Château d'Authon-du-Perche, Perche, octobre 1306
    Un silence accablant. La clarté parcimonieuse d'un glacial après-midi d'hiver. L'odeur lourde et âcre des cierges. L'usure glissante des dalles noires. L'écho d'un pas.
    Francesco de Leone avançait, frôlant le déambulatoire de l'église. Son manteau noir orné d'une large croix blanche à huit branches soudées deux à deux effleurait ses bottes de cuir.
    Il suivait la silhouette qui se déplaçait, à peine trahie par le bruissement d'une étoffe, l'épais cendal d'une robe. Une silhouette de femme, une femme qui se dérobait, presque aussi grande que lui. La lumière des cierges se reflétait par intermittences sur la vague ondulée de sa chevelure. De longs cheveux qui dissimulaient sa taille, tombant jusqu'aux mollets, se confondant avec la soie de sa robe. D'un blond cuivré, évoquant le miel. Un essoufflement pénible faisait haleter Leone. Pourtant, le froid givrait ses lèvres.
    Il tentait d'essuyer la sueur qui lui trempait le front, s'éraflant aux mailles de son gantelet. Pourquoi le portait-il ? S'apprêtait-il à livrer combat ?
    Ses yeux s'étaient accoutumés à la demi-pénombre. Profitant de la faible lumière qui filtrait du dôme, et de celle, incertaine, des cierges, il fouillait l'ombre qui estompait les contours des piliers, absorbait les murs. De quelle église s'agissait-il ? Quelle importance ? Elle était de taille modeste. Pourtant, il suivait sa circonférence depuis ce qui lui semblait une éternité.
    Il avait pris la femme en chasse. Pourquoi ? Elle ne fuyait pas, se contentant de maintenir la distance qui les séparait. Elle le précédait de quelques pas, semblant anticiper ses mouvements, longeant le déambulatoire extérieur pendant qu'il suivait l'intérieur.
    Il s'immobilisait. Un pas, un seul, elle s'arrêtait à son tour. Le souffle serein de la femme lui parvenait. Il repartait.
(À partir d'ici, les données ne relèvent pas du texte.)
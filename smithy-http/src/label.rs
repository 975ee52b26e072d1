/*
 * Copyright Amazon.com, Inc. or its affiliates. All Rights Reserved.
 * SPDX-License-Identifier: Apache-2.0.
 */

//! Formatting values as HTTP path labels

use crate::urlencode::BASE_SET;
use percent_encoding::AsciiSet;

const GREEDY: &AsciiSet = &BASE_SET.remove(b'/');

/// Percent-encodes `t` for substitution into a path template.
///
/// A greedy label may span several path segments, so `/` is left as-is.
pub fn fmt_string<T: AsRef<str>>(t: T, greedy: bool) -> String {
    let uri_set = if greedy { GREEDY } else { BASE_SET };
    percent_encoding::utf8_percent_encode(t.as_ref(), uri_set).to_string()
}

#[cfg(test)]
mod test {
    use crate::label::fmt_string;

    #[test]
    fn plain_labels_are_unchanged() {
        assert_eq!(fmt_string("app1", false), "app1");
        assert_eq!(fmt_string("", false), "");
        assert_eq!(
            fmt_string("6bd8f3b0-b7d4-41b4-9b2d-1d5c9e9f0f1a", false),
            "6bd8f3b0-b7d4-41b4-9b2d-1d5c9e9f0f1a"
        );
    }

    #[test]
    fn reserved_characters_are_encoded() {
        assert_eq!(fmt_string("a/b", false), "a%2Fb");
        assert_eq!(fmt_string("a/b", true), "a/b");
        assert_eq!(fmt_string("my campaign", false), "my%20campaign");
        assert_eq!(fmt_string("50%", false), "50%25");
        assert_eq!(fmt_string("?x=y&z", false), "%3Fx%3Dy%26z");
        assert_eq!(fmt_string("é", false), "%C3%A9");
    }
}
//! Adapter target discovery.
//!
//! [`discover`] is a pure pass over a module tree: it finds the leaves under
//! the targeted block classes, resolves their rank and alpha, and returns
//! both the accepted candidates and the skipped layers. Name uniqueness is
//! checked separately by [`validate_unique_names`].

use std::collections::{HashMap, HashSet};

use flora_core::{FluxBlockDims, NetworkConfig};

use crate::split::split_dims_for;
use crate::tree::{LayerSlot, ModuleNode};
use crate::{LoraError, Result};

/// Flux double-stream block class.
pub const FLUX_TARGET_DOUBLE: &[&str] = &["DoubleStreamBlock"];

/// Flux single-stream block class.
pub const FLUX_TARGET_SINGLE: &[&str] = &["SingleStreamBlock"];

/// Text encoder block classes (CLIP and T5).
pub const TEXT_ENCODER_TARGETS: &[&str] = &[
    "CLIPAttention",
    "CLIPSdpaAttention",
    "CLIPMLP",
    "T5Attention",
    "T5DenseGatedActDense",
];

/// Name prefix of backbone adapters.
pub const LORA_PREFIX_FLUX: &str = "lora_unet";

/// Name prefix of CLIP-L adapters.
pub const LORA_PREFIX_TEXT_ENCODER_CLIP: &str = "lora_te1";

/// Name prefix of T5-XXL adapters.
pub const LORA_PREFIX_TEXT_ENCODER_T5: &str = "lora_te3";

/// Where ranks and alphas come from.
#[derive(Debug, Clone)]
pub enum RankSource {
    /// Training: global rank/alpha, conv rank/alpha for k x k kernels.
    Global {
        /// Rank for Linear and 1x1 Conv2d.
        rank: i32,
        /// Alpha for Linear and 1x1 Conv2d.
        alpha: f32,
        /// Rank for larger kernels, if those are trained at all.
        conv_rank: Option<i32>,
        /// Alpha for larger kernels.
        conv_alpha: Option<f32>,
    },
    /// Reload: per-name ranks and alphas recovered from a weight map.
    Map {
        /// Rank by adapter name.
        dims: HashMap<String, i32>,
        /// Alpha by adapter name.
        alphas: HashMap<String, f32>,
    },
}

impl RankSource {
    /// Global source from a network configuration.
    pub fn from_config(config: &NetworkConfig) -> Self {
        Self::Global {
            rank: config.rank as i32,
            alpha: config.alpha,
            conv_rank: config.conv_rank.map(|r| r as i32),
            conv_alpha: config.effective_conv_alpha(),
        }
    }

    fn conv_configured(&self) -> bool {
        matches!(
            self,
            Self::Global {
                conv_rank: Some(_),
                ..
            }
        )
    }

    fn resolve(&self, name: &str, linear_like: bool) -> Option<(i32, Option<f32>)> {
        match self {
            Self::Global {
                rank,
                alpha,
                conv_rank,
                conv_alpha,
            } => {
                if linear_like {
                    Some((*rank, Some(*alpha)))
                } else {
                    conv_rank.map(|r| (r, *conv_alpha))
                }
            }
            Self::Map { dims, alphas } => dims
                .get(name)
                .map(|&rank| (rank, alphas.get(name).copied())),
        }
    }
}

/// A layer selected for adaptation.
#[derive(Debug, Clone)]
pub struct Candidate {
    /// Adapter name.
    pub name: String,
    /// Target slot.
    pub slot: LayerSlot,
    /// Resolved rank.
    pub rank: i32,
    /// Resolved alpha; `None` means alpha equals rank.
    pub alpha: Option<f32>,
    /// Split partition for fused projections.
    pub split_dims: Option<Vec<i32>>,
}

/// Why a layer was not adapted.
#[derive(Debug, Clone, Copy, PartialEq, Eq)]
pub enum SkipReason {
    /// Rank resolved to zero.
    ZeroRank,
    /// No rank available for this layer.
    MissingRank,
}

/// A layer that was eligible but skipped.
#[derive(Debug, Clone, PartialEq, Eq)]
pub struct SkippedLayer {
    /// Adapter name the layer would have had.
    pub name: String,
    /// Reason.
    pub reason: SkipReason,
}

/// Result of one discovery pass.
#[derive(Debug, Clone, Default)]
pub struct DiscoveryReport {
    /// Accepted layers in tree order.
    pub candidates: Vec<Candidate>,
    /// Skipped layers in tree order.
    pub skipped: Vec<SkippedLayer>,
}

impl DiscoveryReport {
    /// Append another report.
    pub fn extend(&mut self, other: DiscoveryReport) {
        self.candidates.extend(other.candidates);
        self.skipped.extend(other.skipped);
    }
}

/// Adapter name for a leaf: `prefix.block.child` with dots replaced.
pub fn adapter_name(prefix: &str, block_path: &str, child_path: &str) -> String {
    let mut name = String::from(prefix);
    for part in [block_path, child_path] {
        if !part.is_empty() {
            name.push('.');
            name.push_str(part);
        }
    }
    name.replace('.', "_")
}

/// Find adaptable leaves under every node whose class is in `targets`.
///
/// With `split` set, fused Flux projections get their fixed partition.
pub fn discover(
    root: &ModuleNode,
    prefix: &str,
    targets: &[&str],
    ranks: &RankSource,
    split: Option<&FluxBlockDims>,
) -> DiscoveryReport {
    let mut report = DiscoveryReport::default();

    for (block_path, block) in root.named_modules() {
        if !targets.contains(&block.class_name()) {
            continue;
        }
        for (child_path, slot) in block.leaves() {
            let name = adapter_name(prefix, &block_path, &child_path);
            let geometry = slot.geometry();
            let linear_like = geometry.is_linear() || geometry.is_pointwise_conv();

            let (rank, alpha) = match ranks.resolve(&name, linear_like) {
                Some((rank, alpha)) if rank > 0 => (rank, alpha),
                resolved => {
                    if linear_like || ranks.conv_configured() {
                        let reason = if resolved.is_some() {
                            SkipReason::ZeroRank
                        } else {
                            SkipReason::MissingRank
                        };
                        report.skipped.push(SkippedLayer { name, reason });
                    }
                    continue;
                }
            };

            let split_dims = split.and_then(|dims| split_dims_for(&name, dims));
            report.candidates.push(Candidate {
                name,
                slot,
                rank,
                alpha,
                split_dims,
            });
        }
    }

    report
}

/// Fail on the first adapter name that appears twice.
pub fn validate_unique_names<'a>(names: impl IntoIterator<Item = &'a str>) -> Result<()> {
    let mut seen = HashSet::new();
    for name in names {
        if !seen.insert(name) {
            return Err(LoraError::DuplicateName(name.to_string()));
        }
    }
    Ok(())
}

#[cfg(test)]
mod tests {
    use super::*;
    use crate::layer::BaseLayer;

    fn linear(out: i32, inp: i32) -> ModuleNode {
        ModuleNode::leaf(BaseLayer::linear(mlx_rs::ops::zeros::<f32>(&[out, inp]).unwrap(), None).unwrap())
    }

    fn conv(out: i32, inp: i32, k: i32) -> ModuleNode {
        let weight = mlx_rs::ops::zeros::<f32>(&[out, inp, k, k]).unwrap();
        ModuleNode::leaf(BaseLayer::conv2d(weight, None, (1, 1), (k / 2, k / 2)).unwrap())
    }

    fn tree() -> ModuleNode {
        ModuleNode::new("Model")
            .with_child(
                "blocks",
                ModuleNode::new("ModuleList").with_child(
                    "0",
                    ModuleNode::new("Block")
                        .with_child("proj", linear(4, 4))
                        .with_child("pw", conv(4, 4, 1))
                        .with_child("conv", conv(4, 4, 3)),
                ),
            )
            .with_child("head", linear(2, 4))
    }

    fn global(conv_rank: Option<i32>) -> RankSource {
        RankSource::Global {
            rank: 2,
            alpha: 1.0,
            conv_rank,
            conv_alpha: conv_rank.map(|_| 1.0),
        }
    }

    #[test]
    fn test_names_and_targets() {
        let report = discover(&tree(), "lora_unet", &["Block"], &global(None), None);
        let names: Vec<&str> = report.candidates.iter().map(|c| c.name.as_str()).collect();
        assert_eq!(names, vec!["lora_unet_blocks_0_proj", "lora_unet_blocks_0_pw"]);
        // 3x3 conv without a conv rank is neither adapted nor reported
        assert!(report.skipped.is_empty());
    }

    #[test]
    fn test_conv_rank_enables_kxk() {
        let report = discover(&tree(), "lora_unet", &["Block"], &global(Some(3)), None);
        let conv = report
            .candidates
            .iter()
            .find(|c| c.name == "lora_unet_blocks_0_conv")
            .unwrap();
        assert_eq!(conv.rank, 3);
    }

    #[test]
    fn test_map_source_skips_zero_and_missing() {
        let mut dims = HashMap::new();
        dims.insert("lora_unet_blocks_0_proj".to_string(), 0);
        dims.insert("lora_unet_blocks_0_conv".to_string(), 4);
        let source = RankSource::Map {
            dims,
            alphas: HashMap::new(),
        };
        let report = discover(&tree(), "lora_unet", &["Block"], &source, None);
        assert_eq!(report.candidates.len(), 1);
        assert_eq!(report.candidates[0].name, "lora_unet_blocks_0_conv");
        assert_eq!(report.candidates[0].alpha, None);
        assert_eq!(
            report.skipped,
            vec![
                SkippedLayer {
                    name: "lora_unet_blocks_0_proj".into(),
                    reason: SkipReason::ZeroRank
                },
                SkippedLayer {
                    name: "lora_unet_blocks_0_pw".into(),
                    reason: SkipReason::MissingRank
                },
            ]
        );
    }

    #[test]
    fn test_duplicate_names() {
        assert!(validate_unique_names(["a", "b"]).is_ok());
        assert!(matches!(
            validate_unique_names(["a", "b", "a"]),
            Err(LoraError::DuplicateName(n)) if n == "a"
        ));
    }
}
L'écho jumeau reprenait aussitôt.
    La main de Francesco de Leone descendait doucement vers le pommeau de son épée, pourtant une infinie tendresse lui noyait le cœur. Il regardait, incrédule, sa main enserrer la boule de métal. De puissantes veines saillaient sous une peau qui s'était affinée et que des rides cisaillaient. Il avait tant vieilli.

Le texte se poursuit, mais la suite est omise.